## Collected data entries
───

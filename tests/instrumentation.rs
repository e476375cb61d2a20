//! Request instrumentation through the full middleware stack.

use axum::body::Body;
use axum::http::{Request, StatusCode};
use serde_json::json;
use tower::ServiceExt;

use telemetry_pipeline::events::Level;

mod common;
use common::{memory_router, test_config};

fn get(uri: &str) -> Request<Body> {
    Request::get(uri).body(Body::empty()).unwrap()
}

#[tokio::test]
async fn test_plain_request_logs_version_and_metric() {
    let dir = tempfile::tempdir().unwrap();
    let (router, sink, _) = memory_router(&test_config(dir.path()));

    let response = router
        .oneshot(Request::get("/").header("API-Version", "2.0").body(Body::empty()).unwrap())
        .await
        .unwrap();

    assert_eq!(response.status(), StatusCode::OK);
    let messages = sink.messages();
    assert_eq!(
        messages,
        vec!["API Version Usage", "Performance Metric", "HTTP Request"]
    );
    let version = sink.find("API Version Usage").unwrap();
    assert_eq!(version.str_field("version"), Some("2.0"));
    assert_eq!(version.str_field("service"), Some("recipes"));
}

#[tokio::test]
async fn test_rate_limit_warns_only_past_budget() {
    let dir = tempfile::tempdir().unwrap();
    let mut config = test_config(dir.path());
    // one window for the whole test
    config.instrumentation.rate_limit.window_secs = 86_400;
    config.instrumentation.rate_limit.retention_secs = 86_400;
    let (router, sink, _) = memory_router(&config);

    for _ in 0..100 {
        let response = router.clone().oneshot(get("/api/health")).await.unwrap();
        assert_eq!(response.status(), StatusCode::OK);
    }
    assert!(sink.find("Rate Limit Exceeded").is_none());

    let response = router.clone().oneshot(get("/api/health")).await.unwrap();
    assert_eq!(response.status(), StatusCode::OK);

    let warning = sink.find("Rate Limit Exceeded").unwrap();
    assert_eq!(warning.level, Level::Warn);
    assert_eq!(warning.field("count"), Some(&json!(101)));
    assert_eq!(warning.str_field("security"), Some("rate_limit_violation"));
}

#[tokio::test]
async fn test_threat_in_body_is_reported_and_body_delivered() {
    let dir = tempfile::tempdir().unwrap();
    let (router, sink, _) = memory_router(&test_config(dir.path()));
    let payload = r#"{"title":"<script>steal()</script>"}"#;

    let response = router
        .oneshot(
            Request::post("/api/recipes")
                .header("content-type", "application/json")
                .header("content-length", payload.len())
                .body(Body::from(payload))
                .unwrap(),
        )
        .await
        .unwrap();

    assert_eq!(response.status(), StatusCode::NOT_FOUND);
    let threat = sink.find("Security Threat Detected").unwrap();
    assert_eq!(threat.level, Level::Error);
    assert_eq!(threat.str_field("surface"), Some("body"));
    assert_eq!(threat.str_field("security"), Some("threat_detected"));
    assert!(sink.find("HTTP Request Error").is_some());
}

#[tokio::test]
async fn test_first_signature_wins_across_surfaces() {
    let dir = tempfile::tempdir().unwrap();
    let (router, sink, _) = memory_router(&test_config(dir.path()));

    router
        .oneshot(get("/files/../etc?q=1%20UNION%20SELECT%20password"))
        .await
        .unwrap();

    let threats: Vec<_> = sink
        .events()
        .into_iter()
        .filter(|e| e.message == "Security Threat Detected")
        .collect();
    assert_eq!(threats.len(), 1);
    assert_eq!(threats[0].str_field("category"), Some("path_traversal"));
}

#[tokio::test]
async fn test_deprecated_endpoint_warning() {
    let dir = tempfile::tempdir().unwrap();
    let (router, sink, _) = memory_router(&test_config(dir.path()));

    router.oneshot(get("/api/auth/legacy-login")).await.unwrap();

    let warning = sink.find("Deprecated API Usage").unwrap();
    assert_eq!(warning.str_field("deprecation"), Some("deprecated_endpoint"));
}

#[tokio::test]
async fn test_disabled_observers_stay_silent() {
    let dir = tempfile::tempdir().unwrap();
    let mut config = test_config(dir.path());
    config.instrumentation.security.enabled = false;
    config.instrumentation.api_version.enabled = false;
    let (router, sink, instrumentation) = memory_router(&config);

    router.oneshot(get("/x/../y")).await.unwrap();

    assert!(sink.find("Security Threat Detected").is_none());
    assert!(sink.find("API Version Usage").is_none());
    assert!(sink.find("HTTP Request Error").is_some());
    assert!(!instrumentation.chain().observer_names().contains(&"security_scanner"));
}

#[tokio::test]
async fn test_admin_requires_bearer_key() {
    let dir = tempfile::tempdir().unwrap();
    let (router, _, _) = memory_router(&test_config(dir.path()));

    let denied = router.clone().oneshot(get("/admin/status")).await.unwrap();
    assert_eq!(denied.status(), StatusCode::UNAUTHORIZED);

    let allowed = router
        .oneshot(
            Request::get("/admin/status")
                .header("authorization", "Bearer test-key")
                .body(Body::empty())
                .unwrap(),
        )
        .await
        .unwrap();
    assert_eq!(allowed.status(), StatusCode::OK);
}

#[tokio::test]
async fn test_admin_metrics_for_missing_day() {
    let dir = tempfile::tempdir().unwrap();
    let (router, _, _) = memory_router(&test_config(dir.path()));

    let response = router
        .clone()
        .oneshot(
            Request::get("/admin/metrics/2024-05-01")
                .header("authorization", "Bearer test-key")
                .body(Body::empty())
                .unwrap(),
        )
        .await
        .unwrap();
    assert_eq!(response.status(), StatusCode::NOT_FOUND);

    let response = router
        .oneshot(
            Request::get("/admin/metrics/yesterday")
                .header("authorization", "Bearer test-key")
                .body(Body::empty())
                .unwrap(),
        )
        .await
        .unwrap();
    assert_eq!(response.status(), StatusCode::BAD_REQUEST);
}
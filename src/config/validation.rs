//! Configuration validation.
//!
//! Returns every problem found, not just the first. Validation is a pure
//! function of the parsed config and runs before a config is accepted.

use std::fmt;
use std::net::SocketAddr;

use crate::config::schema::TelemetryConfig;

/// A single semantic problem in a configuration.
#[derive(Debug, Clone, PartialEq, Eq)]
pub struct ValidationError {
    pub field: &'static str,
    pub reason: String,
}

impl ValidationError {
    fn new(field: &'static str, reason: impl Into<String>) -> Self {
        Self { field, reason: reason.into() }
    }
}

impl fmt::Display for ValidationError {
    fn fmt(&self, f: &mut fmt::Formatter<'_>) -> fmt::Result {
        write!(f, "{}: {}", self.field, self.reason)
    }
}

pub fn validate_config(config: &TelemetryConfig) -> Result<(), Vec<ValidationError>> {
    let mut errors = Vec::new();

    if config.listener.bind_address.parse::<SocketAddr>().is_err() {
        errors.push(ValidationError::new(
            "listener.bind_address",
            format!("'{}' is not a socket address", config.listener.bind_address),
        ));
    }
    if config.listener.request_timeout_secs == 0 {
        errors.push(ValidationError::new("listener.request_timeout_secs", "must be > 0"));
    }

    let emitter = &config.emitter;
    if emitter.service.trim().is_empty() {
        errors.push(ValidationError::new("emitter.service", "must not be empty"));
    } else if emitter.service.contains(['/', '\\']) {
        errors.push(ValidationError::new("emitter.service", "must not contain path separators"));
    }
    if emitter.max_file_size_bytes == 0 {
        errors.push(ValidationError::new("emitter.max_file_size_bytes", "must be > 0"));
    }

    let limit = &config.instrumentation.rate_limit;
    if limit.window_secs == 0 {
        errors.push(ValidationError::new("instrumentation.rate_limit.window_secs", "must be > 0"));
    }
    if limit.sweep_interval_secs == 0 {
        errors.push(ValidationError::new(
            "instrumentation.rate_limit.sweep_interval_secs",
            "must be > 0",
        ));
    }
    if limit.retention_secs < limit.window_secs {
        errors.push(ValidationError::new(
            "instrumentation.rate_limit.retention_secs",
            "must be at least one window",
        ));
    }

    if config.instrumentation.api_version.header.trim().is_empty() {
        errors.push(ValidationError::new("instrumentation.api_version.header", "must not be empty"));
    }

    if config.analyzer.top_endpoints == 0 {
        errors.push(ValidationError::new("analyzer.top_endpoints", "must be > 0"));
    }
    if config.analyzer.deadline_secs == 0 {
        errors.push(ValidationError::new("analyzer.deadline_secs", "must be > 0"));
    }

    if config.tail.poll_interval_ms == 0 {
        errors.push(ValidationError::new("tail.poll_interval_ms", "must be > 0"));
    }

    if config.observability.metrics_enabled
        && config.observability.metrics_address.parse::<SocketAddr>().is_err()
    {
        errors.push(ValidationError::new(
            "observability.metrics_address",
            "is not a socket address",
        ));
    }

    if errors.is_empty() {
        Ok(())
    } else {
        Err(errors)
    }
}

#[cfg(test)]
mod tests {
    use super::*;

    #[test]
    fn test_default_config_is_valid() {
        assert!(validate_config(&TelemetryConfig::default()).is_ok());
    }

    #[test]
    fn test_collects_all_errors() {
        let mut config = TelemetryConfig::default();
        config.listener.bind_address = "nowhere".into();
        config.emitter.service = "../escape".into();
        config.instrumentation.rate_limit.retention_secs = 10;

        let errors = validate_config(&config).unwrap_err();
        let fields: Vec<_> = errors.iter().map(|e| e.field).collect();
        assert_eq!(
            fields,
            vec![
                "listener.bind_address",
                "emitter.service",
                "instrumentation.rate_limit.retention_secs",
            ]
        );
    }
}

───

## EXERCISE AIM
The answer must be the lines from the one containing "be at least" through the last line of the records, copied exactly, with nothing else.

## RESULT FOR THIS TASK
            "must be at least one window",
        ));
    }

    if config.instrumentation.api_version.header.trim().is_empty() {
        errors.push(ValidationError::new("instrumentation.api_version.header", "must not be empty"));
    }

    if config.analyzer.top_endpoints == 0 {
        errors.push(ValidationError::new("analyzer.top_endpoints", "must be > 0"));
    }
    if config.analyzer.deadline_secs == 0 {
        errors.push(ValidationError::new("analyzer.deadline_secs", "must be > 0"));
    }

    if config.tail.poll_interval_ms == 0 {
        errors.push(ValidationError::new("tail.poll_interval_ms", "must be > 0"));
    }

    if config.observability.metrics_enabled
        && config.observability.metrics_address.parse::<SocketAddr>().is_err()
    {
        errors.push(ValidationError::new(
            "observability.metrics_address",
            "is not a socket address",
        ));
    }

    if errors.is_empty() {
        Ok(())
    } else {
        Err(errors)
    }
}

#[cfg(test)]
mod tests {
    use super::*;

    #[test]
    fn test_default_config_is_valid() {
        assert!(validate_config(&TelemetryConfig::default()).is_ok());
    }

    #[test]
    fn test_collects_all_errors() {
        let mut config = TelemetryConfig::default();
        config.listener.bind_address = "nowhere".into();
        config.emitter.service = "../escape".into();
        config.instrumentation.rate_limit.retention_secs = 10;

        let errors = validate_config(&config).unwrap_err();
        let fields: Vec<_> = errors.iter().map(|e| e.field).collect();
        assert_eq!(
            fields,
            vec![
                "listener.bind_address",
                "emitter.service",
                "instrumentation.rate_limit.retention_secs",
            ]
        );
    }
}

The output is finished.